Assumindo um tom mais sombrio desde o prólogo em uma prisão, este road movie-cômico-aventuresco não tem medo de fazer graça com o mórbido e a violência, envolva ela uma girafa ou um gangster. As risadas não saem fácil, provocam primeiro um choque, um susto, e se você conseguir relaxar, pode esboçar um sorriso ou até uma gargalhada. Há brincadeiras que vão de “Perdidos na Noite” a “Um Sonho de Liberdade”, mas a grande ideia aqui é pela primeira vez mostrar a ação se desenvolvendo in loco, como se finalmente víssemos aquilo que os outros filmes esconderam ao lidar apenas com as consequências. O foco mais do que nunca é nos personagens, que ao contrário de “Se Beber Não Case 2”, agora amadurecem e aprendem com os erros anteriores.

Para isso, o roteiro se concentra em dois coadjuvantes que roubaram a cena no primeiro filme e os colocam no centro da narrativa: Alan e Chow. A loucura da dupla é o que faz a história andar, levando de Tijuana a Las Vegas em uma busca desesperada da qual depende, mais uma vez, a vida de Doug.  O “bando de lobos” (não seria alcateia?) precisa encontrar Chow para entregá-lo a Marshall (apresentado em um flashback ridículo apenas para parecer que se trata de uma trilogia pensada desde o início), um mafioso rival.

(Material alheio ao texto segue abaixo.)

//! Runtime policy configuration.
//!
//! Defines how the runtime treats sampling that happens outside a seeded
//! scope, and the limits enforced by the exact interpreters. Policies are
//! plain serde values so they can be loaded from a config file and handed to
//! a context at construction.

use serde::{Deserialize, Serialize};

/// Default cap on the number of lanes an enumeration may expand to.
pub const DEFAULT_MAX_ENUMERATION_LANES: usize = 1 << 20;

/// Runtime policy for one context.
#[derive(Debug, Clone, Copy, PartialEq, Eq, Serialize, Deserialize)]
#[serde(default)]
pub struct RuntimePolicy {
    /// Behavior when a sampling site runs without a seeded key
    pub unseeded: UnseededPolicy,

    /// Upper bound on lanes produced by enumeration
    pub max_enumeration_lanes: usize,

    /// Validate every freshly staged graph before use
    pub validate_graphs: bool,
}

/// Behavior when sampling happens without a seeded key.
#[derive(Debug, Clone, Copy, PartialEq, Eq, Serialize, Deserialize, Default)]
#[serde(rename_all = "lowercase")]
pub enum UnseededPolicy {
    /// Refuse to sample and raise an error.
    Fatal,
    /// Log once and draw from the fallback counter.
    #[default]
    Warn,
    /// Silently draw from the fallback counter.
    Ignore,
}

impl Default for RuntimePolicy {
    fn default() -> Self {
        Self {
            unseeded: UnseededPolicy::Warn,
            max_enumeration_lanes: DEFAULT_MAX_ENUMERATION_LANES,
            validate_graphs: true,
        }
    }
}

impl RuntimePolicy {
    /// Policy that refuses unseeded sampling.
    pub fn strict() -> Self {
        Self {
            unseeded: UnseededPolicy::Fatal,
            ..Self::default()
        }
    }
}

#[cfg(test)]
mod tests {
    use super::*;

    #[test]
    fn test_defaults() {
        let policy = RuntimePolicy::default();
        assert_eq!(policy.unseeded, UnseededPolicy::Warn);
        assert!(policy.validate_graphs);
        assert_eq!(RuntimePolicy::strict().unseeded, UnseededPolicy::Fatal);
    }

    #[test]
    fn test_deserialize_partial() {
        let policy: RuntimePolicy =
            serde_json::from_str(r#"{ "unseeded": "fatal", "max_enumeration_lanes": 64 }"#).unwrap();
        assert_eq!(policy.unseeded, UnseededPolicy::Fatal);
        assert_eq!(policy.max_enumeration_lanes, 64);
        assert!(policy.validate_graphs);
    }

    #[test]
    fn test_serialize_lowercase() {
        let json = serde_json::to_string(&UnseededPolicy::Ignore).unwrap();
        assert_eq!(json, "\"ignore\"");
    }
}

Se por um lado traz mais tensão do que humor, “Se Beber, Não Case 3” tem pelo menos uma grande sequência envolvendo um quarto de hotel escuro, mulheres seminuas e Black Sabbath. É um dos poucos momentos inspirados de Todd Phillips que mostra o que sua saga sobre a ressaca poderia ter sido. A opção pelo lado sombrio e crescimento dos personagens é interessante, mas basta chegar à cena durante os créditos para nos lembrarmos de que nada deve ser levado muito a sério ali. Nem mesmo o amadurecimento de Phil, Stu e Alan. Foi bom enquanto durou.